◆ What to produce ◆
Look at the entries below and restate word for word the lines from the first through the one that has "it and/or modify".

*** Records Section Begins ***

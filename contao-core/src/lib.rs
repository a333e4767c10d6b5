// Contao - front-end rendering core for the Contao CMS
// Copyright (C) 2025 Contao Project Contributors
//
// This program is free software: you can redistribute it and/or modify
// it under the terms of the GNU Affero General Public License as
// published by the Free Software Foundation, either version 3 of the
// License, or (at your option) any later version.
//
// This program is distributed in the hope that it will be useful,
// but WITHOUT ANY WARRANTY; without even the implied warranty of
// MERCHANTABILITY or FITNESS FOR A PARTICULAR PURPOSE.  See the
// GNU Affero General Public License for more details.
//
// You should have received a copy of the GNU Affero General Public License
// along with this program.  If not, see <https://www.gnu.org/licenses/>.

pub mod models;
pub mod navigation;
pub mod routing;
pub mod search;
pub mod security;
pub mod utils;
pub mod visibility;

pub use models::*;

*** Records Section Ends ***

◆ Your solution ◆
filename contao-core/src/lib.rs
repository a333e4767c10d6b5
// Contao - front-end rendering core for the Contao CMS
// Copyright (C) 2025 Contao Project Contributors
//
// This program is free software: you can redistribute it and/or modify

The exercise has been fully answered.